3. Body conditioning:
- Exercise and movement improve lymph flow whilst conditioning the heart and lungs. As the immune system does not have its own pump, it relies on movement to function effectively
- Dry skin brush 4-5 times weekly before showering, to remove any dead skin to keep the first line of defence functioning correctly
- Hot and cold hydrotherapy – invigorate yourself and your immune every day with a hot and cold shower or take a sauna once weekly. Hydrotherapy is very effective for stimulation of lymph flow and strengthening immunity.
4. Know your limits and rest:
- Recognise when you are tired and feeling fatigued to avoid “flogging a dead horse”
- A good night’s sleep helps the body get adequate rest and time to repair
- Avoid pushing yourself when you are suffering from a cold or flu to enable the body to recuperate quickly.
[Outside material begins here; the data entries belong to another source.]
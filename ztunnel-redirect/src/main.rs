use anyhow::{bail, Context};
use clap::Parser;
use std::path::Path;
use std::sync::Arc;
use tokio::sync::watch;
use tracing_subscriber::{layer::SubscriberExt, util::SubscriberInitExt};

mod api;
mod bpffs;
mod config;
mod error;
mod loader;
mod netlink;
mod netns;
mod redirect;
mod server;
mod tables;
mod tc;
#[cfg(test)]
mod testing;

use config::{CliArgs, Config};
use netlink::LinuxKernel;
use netns::NetnsDir;
use redirect::{RedirectArgs, Redirector};
use server::{Command, RedirectServer, WorkerMetrics};
use tables::LogLevel;

#[tokio::main]
async fn main() -> anyhow::Result<()> {
    let cli = CliArgs::parse();

    // Load config from file if provided, otherwise use defaults.
    let mut config = if let Some(ref config_path) = cli.config {
        Config::from_file(Path::new(config_path))?
    } else {
        Config::default()
    };
    config.merge_cli(&cli);

    // Logging.
    if config.quiet {
        tracing_subscriber::registry()
            .with(tracing_subscriber::EnvFilter::new("error"))
            .with(tracing_subscriber::fmt::layer())
            .init();
    } else {
        tracing_subscriber::registry()
            .with(tracing_subscriber::EnvFilter::new(
                std::env::var("RUST_LOG").unwrap_or_else(|_| "info".into()),
            ))
            .with(tracing_subscriber::fmt::layer())
            .init();
    }

    // ── eBPF setup ────────────────────────────────────────────────────
    bpffs::raise_memlock_limit().context("removing limit on locked memory")?;
    bpffs::ensure_pin_path(&config.pin_path)
        .with_context(|| format!("preparing pin path {}", config.pin_path.display()))?;
    let loaded = loader::load(&config.bpf_object, &config.pin_path)
        .with_context(|| format!("loading {}", config.bpf_object.display()))?;
    let kernel = LinuxKernel::new(NetnsDir::new(&config.netns_dir));
    let mut redirector = Redirector::from_loaded(kernel, loaded);

    if let Some(ref path) = cli.add_pod {
        return add_pod_to_mesh(&mut redirector, path);
    }

    // ── Redirect worker ───────────────────────────────────────────────
    let worker_metrics = WorkerMetrics::default();
    let server = RedirectServer::start(redirector, worker_metrics.clone())
        .context("starting redirect worker")?;
    let handle = server.handle();

    if let Some(ref level) = config.ebpf_log_level {
        let level: LogLevel = level.parse()?;
        handle.call(Command::SetLogLevel(level)).await?;
    }
    if !config.host_ips.is_empty() {
        handle
            .call(Command::UpdateHostIps(config.host_ips.clone()))
            .await?;
    }

    // ── Shutdown signal ───────────────────────────────────────────────
    let (stop_tx, mut stop_rx) = watch::channel(false);
    ctrlc::set_handler(move || {
        let _ = stop_tx.send(true);
    })
    .context("installing signal handler")?;

    // ── HTTP API ──────────────────────────────────────────────────────
    let app_state = Arc::new(api::AppState {
        redirect: handle,
        worker: worker_metrics,
        start_time: std::time::Instant::now(),
    });

    let allowed_ips = config.allowed_ips.clone();
    let app = api::router(app_state, &allowed_ips);

    let listener =
        tokio::net::TcpListener::bind(format!("0.0.0.0:{}", config.port)).await?;
    tracing::info!("Server running on http://0.0.0.0:{}", config.port);
    axum::serve(listener, app.into_make_service_with_connect_info::<std::net::SocketAddr>())
        .with_graceful_shutdown(async move {
            let _ = stop_rx.wait_for(|stop| *stop).await;
            tracing::info!("Shutdown signal received");
        })
        .await?;

    tokio::task::spawn_blocking(move || server.stop()).await?;
    Ok(())
}

/// Applies one workload add from a JSON request file, without serving.
fn add_pod_to_mesh(redirector: &mut Redirector<LinuxKernel>, path: &Path) -> anyhow::Result<()> {
    let content = std::fs::read_to_string(path)
        .with_context(|| format!("reading {}", path.display()))?;
    let args: RedirectArgs = serde_json::from_str(&content)
        .with_context(|| format!("parsing {}", path.display()))?;
    if args.is_ztunnel || args.remove {
        bail!("--add-pod only adds workloads");
    }
    redirector.handle_request(&args)?;
    tracing::info!(ifindex = args.ifindex, "pod added to mesh");
    Ok(())
}
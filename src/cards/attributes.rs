//! The four card attributes of Set.
//!
//! Every attribute has exactly three values. The engine only ever compares
//! values for equality, so the order of `ALL` is just the order used when
//! the deck is generated.

use serde::{Deserialize, Serialize};

/// Common interface over the four attribute enums.
pub trait Attribute: Copy + Eq + std::hash::Hash + std::fmt::Debug + 'static {
    /// Every value of this attribute, in deck-generation order.
    const ALL: [Self; 3];

    /// Position of this value within `ALL` (0, 1 or 2).
    fn index(self) -> u8;

    /// Lower-case name used in card keys.
    fn name(self) -> &'static str;

    /// Look up a value by its position within `ALL`.
    fn from_index(index: u8) -> Option<Self> {
        Self::ALL.get(usize::from(index)).copied()
    }

    /// Look up a value by its card-key name.
    fn from_name(name: &str) -> Option<Self> {
        Self::ALL.into_iter().find(|value| value.name() == name)
    }
}

/// Number of symbols printed on a card.
#[derive(Clone, Copy, Debug, PartialEq, Eq, Hash, PartialOrd, Ord, Serialize, Deserialize)]
pub enum Count {
    One,
    Two,
    Three,
}

/// Shape of the printed symbols.
#[derive(Clone, Copy, Debug, PartialEq, Eq, Hash, PartialOrd, Ord, Serialize, Deserialize)]
pub enum Symbol {
    Diamond,
    Oval,
    Squiggle,
}

/// Ink colour.
#[derive(Clone, Copy, Debug, PartialEq, Eq, Hash, PartialOrd, Ord, Serialize, Deserialize)]
pub enum Color {
    Red,
    Green,
    Purple,
}

/// Shading of the symbols.
#[derive(Clone, Copy, Debug, PartialEq, Eq, Hash, PartialOrd, Ord, Serialize, Deserialize)]
pub enum Fill {
    Empty,
    Filled,
    Shaded,
}

impl Attribute for Count {
    const ALL: [Self; 3] = [Count::One, Count::Two, Count::Three];

    fn index(self) -> u8 {
        self as u8
    }

    fn name(self) -> &'static str {
        match self {
            Count::One => "1",
            Count::Two => "2",
            Count::Three => "3",
        }
    }
}

impl Count {
    /// Numeric value (1, 2 or 3).
    #[must_use]
    pub fn value(self) -> u8 {
        self as u8 + 1
    }

    /// Inverse of [`Count::value`].
    #[must_use]
    pub fn from_value(value: u8) -> Option<Self> {
        value.checked_sub(1).and_then(Self::from_index)
    }
}

impl Attribute for Symbol {
    const ALL: [Self; 3] = [Symbol::Diamond, Symbol::Oval, Symbol::Squiggle];

    fn index(self) -> u8 {
        self as u8
    }

    fn name(self) -> &'static str {
        match self {
            Symbol::Diamond => "diamond",
            Symbol::Oval => "oval",
            Symbol::Squiggle => "squiggle",
        }
    }
}

impl Attribute for Color {
    const ALL: [Self; 3] = [Color::Red, Color::Green, Color::Purple];

    fn index(self) -> u8 {
        self as u8
    }

    fn name(self) -> &'static str {
        match self {
            Color::Red => "red",
            Color::Green => "green",
            Color::Purple => "purple",
        }
    }
}

impl Attribute for Fill {
    const ALL: [Self; 3] = [Fill::Empty, Fill::Filled, Fill::Shaded];

    fn index(self) -> u8 {
        self as u8
    }

    fn name(self) -> &'static str {
        match self {
            Fill::Empty => "empty",
            Fill::Filled => "filled",
            Fill::Shaded => "shaded",
        }
    }
}

/// True when three values are all equal or pairwise distinct.
///
/// With three-valued attributes this is the same as "not exactly two
/// distinct values".
#[inline]
#[must_use]
pub fn all_same_or_all_different<A: Attribute>(a: A, b: A, c: A) -> bool {
    let same = a == b && b == c;
    let different = a != b && b != c && a != c;
    same || different
}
Take bed rest if needed
- Switch off Wifi at night to limit exposure to electromagnetic radiation, especially when sleeping as this is when the immune is at its most vulnerable.
5. Have fun!
- According to the Mayo clinic and the US National Library of Medicine and National Institutes of Health, laughter and joy stimulate immune function, keeping us healthy and vibrant. Laughter affects the heart, it improves blood circulation, mental functions and sleep as well as reducing anxiety and uplifting the spirit.
When working in an environment that is fun to work in, it creates a strong desire to want to come to work to get more of what you love. The benefit to your employer is a productive, effective team of happy, healthy people who are focused, loving what they do and who they do it with.